Les patients semblent avoir compris l'intérêt de cette pratique. "La demande croît",
assure le docteur Serge Toffaloni, qui a ouvert une consultation à la Pitié-Salpêtrière,
à Paris. L'ostéopathie - qui ne fait pas partie des soins remboursés par la Sécurité sociale -
est de plus en plus prise en charge par les mutuelles complémentaires
"BOUCHE-À-OREILLE"
Pour autant, cette profession exige d'être davantage réglementée, de l'avis de nombreux praticiens.
Roger Caporossi estime que, "de par leur formation et leurs conditions d'exercice, un tiers seulement
des ostéopathes sont pleinements compétents". "La situation n'est pas drôle pour les vrais ostéopathes,
concurrencés par des tricheurs", lance Guy Roulier, le secrétaire général de la Chambre nationale des ostéopathes.
Après avoir laissé cette profession longtemps dans le flou, la loi du 4 mars 2002 "relative aux droits des malades" et ses décrets
d'application de mars 2007 lui ont donné un statut, imposant des normes de formation et d'exercice professionnel.
La réglementation avait alors été fortement contestée : quarante et une écoles avaient obtenu un agrément,
un chiffre élevé quand on le compare aux vingt et une écoles "labélisées" aux Etats-Unis ou aux six établissements de Grande-Bretagne...
"Tous les ostéopathes n'ont pas la formation nécessaire. De toute évidence, le ministère de la santé a dysfonctionné en accordant
quarante et un agréments. Cette situation ne peut rester en l'état", estime Pascal Javerliat, vice-président du Registre des ostéopathes de France (ROF).
Certes, la loi du 16 juillet 2009 portant sur la réforme de l'hôpital et relative aux patients, à la santé et aux territoires (HPST)

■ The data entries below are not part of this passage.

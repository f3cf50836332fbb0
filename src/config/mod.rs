//! Configuration management for Herald

pub mod file;

use std::str::FromStr;
use std::time::Duration;

use secrecy::SecretString;

use crate::language::{Language, ModelMode};
use crate::{Error, Result};

use file::HeraldConfigFile;

/// Default session user
pub const DEFAULT_USER_ID: &str = "user_demo";

/// Default wake phrase
pub const DEFAULT_WAKE_PHRASE: &str = "hey dev";

/// Default command backend endpoint
pub const DEFAULT_DISPATCH_URL: &str = "http://localhost:3001/api/command";

/// Default local engine server
pub const DEFAULT_OFFLINE_BASE_URL: &str = "http://localhost:8000";

/// Herald configuration
#[derive(Debug, Clone)]
pub struct Config {
    /// Session user identifier
    pub user_id: String,

    /// Voice configuration
    pub voice: VoiceConfig,

    /// Command backend configuration
    pub dispatch: DispatchConfig,

    /// API keys
    pub api_keys: ApiKeys,

    /// Local engine server used in offline mode
    pub offline: OfflineConfig,
}

/// Voice processing configuration
#[derive(Debug, Clone)]
pub struct VoiceConfig {
    /// Phrase that arms the pipeline
    pub wake_phrase: String,

    /// Language replies are spoken in
    pub language: Language,

    /// Input language pinned for the session
    pub override_language: Option<Language>,

    /// Hosted or local engines
    pub model_mode: ModelMode,

    /// Per-utterance capture limit
    pub capture_timeout: Duration,

    /// How long the monitor stays armed waiting for speech
    pub listen_window: Duration,

    /// STT provider for online mode
    pub stt_provider: SttProvider,

    /// STT model (e.g. "whisper-1", "nova-2")
    pub stt_model: String,

    /// TTS provider for online mode
    pub tts_provider: TtsProvider,

    /// TTS model (e.g. "tts-1", "eleven_multilingual_v2")
    pub tts_model: String,

    /// TTS voice identifier
    pub tts_voice: String,

    /// TTS speed multiplier (0.25 to 4.0)
    pub tts_speed: f32,
}

impl Default for VoiceConfig {
    fn default() -> Self {
        Self {
            wake_phrase: DEFAULT_WAKE_PHRASE.to_string(),
            language: Language::default(),
            override_language: None,
            model_mode: ModelMode::default(),
            capture_timeout: crate::pipeline::CAPTURE_TIMEOUT,
            listen_window: Duration::from_secs(8),
            stt_provider: SttProvider::default(),
            stt_model: "whisper-1".to_string(),
            tts_provider: TtsProvider::default(),
            tts_model: "tts-1".to_string(),
            tts_voice: "alloy".to_string(),
            tts_speed: 1.0,
        }
    }
}

/// Hosted STT provider
#[derive(Debug, Clone, Copy, PartialEq, Eq, Default)]
pub enum SttProvider {
    #[default]
    Whisper,
    Deepgram,
}

impl FromStr for SttProvider {
    type Err = Error;

    fn from_str(s: &str) -> Result<Self> {
        match s.trim().to_lowercase().as_str() {
            "whisper" | "openai" => Ok(Self::Whisper),
            "deepgram" => Ok(Self::Deepgram),
            other => Err(Error::Config(format!("unknown STT provider: {other}"))),
        }
    }
}

/// Hosted TTS provider
#[derive(Debug, Clone, Copy, PartialEq, Eq, Default)]
pub enum TtsProvider {
    #[default]
    OpenAi,
    ElevenLabs,
}

impl FromStr for TtsProvider {
    type Err = Error;

    fn from_str(s: &str) -> Result<Self> {
        match s.trim().to_lowercase().as_str() {
            "openai" => Ok(Self::OpenAi),
            "elevenlabs" => Ok(Self::ElevenLabs),
            other => Err(Error::Config(format!("unknown TTS provider: {other}"))),
        }
    }
}

/// Command backend configuration
#[derive(Debug, Clone)]
pub struct DispatchConfig {
    /// Endpoint receiving `POST {"command": ...}`
    pub url: String,

    /// Per-request timeout
    pub timeout: Duration,

    /// Optional bearer token
    pub api_token: Option<SecretString>,
}

impl Default for DispatchConfig {
    fn default() -> Self {
        Self {
            url: DEFAULT_DISPATCH_URL.to_string(),
            timeout: Duration::from_secs(10),
            api_token: None,
        }
    }
}

/// API keys for external services
#[derive(Debug, Clone, Default)]
pub struct ApiKeys {
    /// `OpenAI` API key (for Whisper and TTS)
    pub openai: Option<SecretString>,

    /// `Deepgram` API key (optional STT)
    pub deepgram: Option<SecretString>,

    /// `ElevenLabs` API key (optional TTS)
    pub elevenlabs: Option<SecretString>,
}

/// Local OpenAI-compatible engine server
#[derive(Debug, Clone)]
pub struct OfflineConfig {
    pub base_url: String,
}

impl Default for OfflineConfig {
    fn default() -> Self {
        Self {
            base_url: DEFAULT_OFFLINE_BASE_URL.to_string(),
        }
    }
}

impl Default for Config {
    fn default() -> Self {
        Self {
            user_id: DEFAULT_USER_ID.to_string(),
            voice: VoiceConfig::default(),
            dispatch: DispatchConfig::default(),
            api_keys: ApiKeys::default(),
            offline: OfflineConfig::default(),
        }
    }
}

impl Config {
    /// Load configuration (env > toml > default)
    ///
    /// # Errors
    ///
    /// Returns error if a language, mode or provider value is invalid
    pub fn load() -> Result<Self> {
        let fc = file::load_config_file();
        Self::from_sources(fc, |key| std::env::var(key).ok())
    }

    /// Build configuration from a parsed file and an environment lookup
    ///
    /// # Errors
    ///
    /// Returns error if a language, mode or provider value is invalid
    pub fn from_sources<F>(fc: HeraldConfigFile, lookup: F) -> Result<Self>
    where
        F: Fn(&str) -> Option<String>,
    {
        let defaults = VoiceConfig::default();
        let env = |key: &str| lookup(key).filter(|v| !v.trim().is_empty());

        let user_id = env("HERALD_USER_ID")
            .or(fc.user_id)
            .unwrap_or_else(|| DEFAULT_USER_ID.to_string());

        // API keys (env > toml > None)
        let api_keys = ApiKeys {
            openai: env("OPENAI_API_KEY")
                .or(fc.api_keys.openai)
                .map(SecretString::from),
            deepgram: env("DEEPGRAM_API_KEY")
                .or(fc.api_keys.deepgram)
                .map(SecretString::from),
            elevenlabs: env("ELEVENLABS_API_KEY")
                .or(fc.api_keys.elevenlabs)
                .map(SecretString::from),
        };

        // Voice config (env > toml > default)
        let fv = fc.voice;
        let language = env("HERALD_LANGUAGE")
            .or(fv.language)
            .map(|s| s.parse::<Language>())
            .transpose()?
            .unwrap_or(defaults.language);
        let override_language = env("HERALD_OVERRIDE_LANGUAGE")
            .or(fv.override_language)
            .map(|s| s.parse::<Language>())
            .transpose()?;
        let model_mode = env("HERALD_MODEL_MODE")
            .or(fv.model_mode)
            .map(|s| s.parse::<ModelMode>())
            .transpose()?
            .unwrap_or(defaults.model_mode);
        let stt_provider = env("HERALD_STT_PROVIDER")
            .or(fv.stt_provider)
            .map(|s| s.parse::<SttProvider>())
            .transpose()?
            .unwrap_or(defaults.stt_provider);
        let tts_provider = env("HERALD_TTS_PROVIDER")
            .or(fv.tts_provider)
            .map(|s| s.parse::<TtsProvider>())
            .transpose()?
            .unwrap_or(defaults.tts_provider);

        #[allow(clippy::cast_possible_truncation)]
        let tts_speed = fv
            .tts_speed
            .map_or(defaults.tts_speed, |s| (s as f32).clamp(0.25, 4.0));

        let voice = VoiceConfig {
            wake_phrase: env("HERALD_WAKE_WORD")
                .or(fv.wake_phrase)
                .unwrap_or(defaults.wake_phrase),
            language,
            override_language,
            model_mode,
            capture_timeout: fv
                .capture_timeout_ms
                .map_or(defaults.capture_timeout, Duration::from_millis),
            listen_window: fv
                .listen_window_secs
                .map_or(defaults.listen_window, Duration::from_secs),
            stt_provider,
            stt_model: env("HERALD_STT_MODEL")
                .or(fv.stt_model)
                .unwrap_or(defaults.stt_model),
            tts_provider,
            tts_model: env("HERALD_TTS_MODEL")
                .or(fv.tts_model)
                .unwrap_or(defaults.tts_model),
            tts_voice: env("HERALD_TTS_VOICE")
                .or(fv.tts_voice)
                .unwrap_or(defaults.tts_voice),
            tts_speed,
        };

        // Command backend (env > toml > default)
        let dispatch = DispatchConfig {
            url: env("HERALD_DISPATCH_URL")
                .or(fc.dispatch.url)
                .unwrap_or_else(|| DEFAULT_DISPATCH_URL.to_string()),
            timeout: env("HERALD_DISPATCH_TIMEOUT")
                .and_then(|s| s.parse().ok())
                .or(fc.dispatch.timeout_secs)
                .map_or(DispatchConfig::default().timeout, Duration::from_secs),
            api_token: env("HERALD_DISPATCH_TOKEN")
                .or(fc.dispatch.api_token)
                .map(SecretString::from),
        };

        let offline = OfflineConfig {
            base_url: env("HERALD_OFFLINE_URL")
                .or(fc.offline.base_url)
                .unwrap_or_else(|| DEFAULT_OFFLINE_BASE_URL.to_string()),
        };

        Ok(Self {
            user_id,
            voice,
            dispatch,
            api_keys,
            offline,
        })
    }

    /// Check that online engines have the keys they need
    ///
    /// # Errors
    ///
    /// Returns error naming the first missing key
    pub fn validate(&self) -> Result<()> {
        if self.voice.model_mode == ModelMode::Offline {
            return Ok(());
        }

        let stt_key = match self.voice.stt_provider {
            SttProvider::Whisper => ("OPENAI_API_KEY", &self.api_keys.openai),
            SttProvider::Deepgram => ("DEEPGRAM_API_KEY", &self.api_keys.deepgram),
        };
        let tts_key = match self.voice.tts_provider {
            TtsProvider::OpenAi => ("OPENAI_API_KEY", &self.api_keys.openai),
            TtsProvider::ElevenLabs => ("ELEVENLABS_API_KEY", &self.api_keys.elevenlabs),
        };

        for (name, key) in [stt_key, tts_key] {
            if key.is_none() {
                return Err(Error::Config(format!(
                    "{name} is required in online mode (or run with --offline)"
                )));
            }
        }

        Ok(())
    }
}

#[cfg(test)]
mod tests {
    use std::collections::HashMap;

    use secrecy::ExposeSecret;

    use super::*;

    fn env_from(pairs: &[(&str, &str)]) -> impl Fn(&str) -> Option<String> {
        let map: HashMap<String, String> = pairs
            .iter()
            .map(|(k, v)| ((*k).to_string(), (*v).to_string()))
            .collect();
        move |key| map.get(key).cloned()
    }

    #[test]
    fn test_defaults() {
        let config = Config::from_sources(HeraldConfigFile::default(), env_from(&[])).unwrap();

        assert_eq!(config.user_id, "user_demo");
        assert_eq!(config.voice.wake_phrase, "hey dev");
        assert_eq!(config.voice.language, Language::English);
        assert_eq!(config.voice.model_mode, ModelMode::Online);
        assert_eq!(config.voice.capture_timeout, Duration::from_millis(5000));
        assert_eq!(config.dispatch.url, DEFAULT_DISPATCH_URL);
        assert_eq!(config.offline.base_url, "http://localhost:8000");
    }

    #[test]
    fn test_env_overrides_file() {
        let fc: HeraldConfigFile = toml::from_str(
            r#"
            [voice]
            wake_phrase = "hey file"
            language = "fr"

            [api_keys]
            openai = "file-key"
            "#,
        )
        .unwrap();

        let config = Config::from_sources(
            fc,
            env_from(&[("HERALD_WAKE_WORD", "hey env"), ("OPENAI_API_KEY", "env-key")]),
        )
        .unwrap();

        assert_eq!(config.voice.wake_phrase, "hey env");
        assert_eq!(config.voice.language, Language::French);
        assert_eq!(
            config.api_keys.openai.as_ref().map(ExposeSecret::expose_secret),
            Some("env-key")
        );
    }

    #[test]
    fn test_blank_env_ignored() {
        let config = Config::from_sources(
            HeraldConfigFile::default(),
            env_from(&[("HERALD_USER_ID", "  ")]),
        )
        .unwrap();
        assert_eq!(config.user_id, DEFAULT_USER_ID);
    }

    #[test]
    fn test_invalid_language_rejected() {
        let result = Config::from_sources(
            HeraldConfigFile::default(),
            env_from(&[("HERALD_LANGUAGE", "klingon")]),
        );
        assert!(result.is_err());
    }

    #[test]
    fn test_validate_requires_keys_online() {
        let mut config = Config::default();
        assert!(config.validate().is_err());

        config.api_keys.openai = Some(SecretString::from("sk-test"));
        assert!(config.validate().is_ok());

        config.voice.tts_provider = TtsProvider::ElevenLabs;
        assert!(config.validate().is_err());

        config.voice.model_mode = ModelMode::Offline;
        assert!(config.validate().is_ok());
    }

    #[test]
    fn test_debug_redacts_secrets() {
        let config = Config::from_sources(
            HeraldConfigFile::default(),
            env_from(&[
                ("OPENAI_API_KEY", "sk-live-openai"),
                ("DEEPGRAM_API_KEY", "dg-live-key"),
                ("HERALD_DISPATCH_TOKEN", "backend-bearer"),
            ]),
        )
        .unwrap();

        let rendered = format!("{config:?}");
        assert!(!rendered.contains("sk-live-openai"));
        assert!(!rendered.contains("dg-live-key"));
        assert!(!rendered.contains("backend-bearer"));
        assert!(config.api_keys.deepgram.is_some());
    }
}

a fait passer le niveau minimum d'heures d'études en ostéopathie à 3 520 heures sur quatre ans, contre 2 660 auparavant.
Mais, "contrairement à son objectif, la réglementation n'a pas amélioré les conditions d'accès à l'ostéopathie pour les patients,
toujours contraints de recourir au bouche-à-oreille pour trouver un bon professionnel, affirme Philippe Sterlingot.
La moitié des ostéopathes ont reçu une formation insuffisante". L'Inspection générale des affaires sociales (Igas) est en train de
contrôler les écoles, et pourrait être amenée à "faire le ménage". "L'Etat n'a pas décidé de faire de l'ostéopathie une profession
de santé à part entière", déplore Roger Caporossi.
"Pour promouvoir cette profession, il est nécessaire de garantir de nouvelles compétences, d'imposer des critères législatifs sur la
formation et des critères déontologiques, insiste Pascal Javerliat, la qualité des soins passe par là. Les ostéopathes doivent faire
la preuve qu'ils ne font pas n'importe quoi."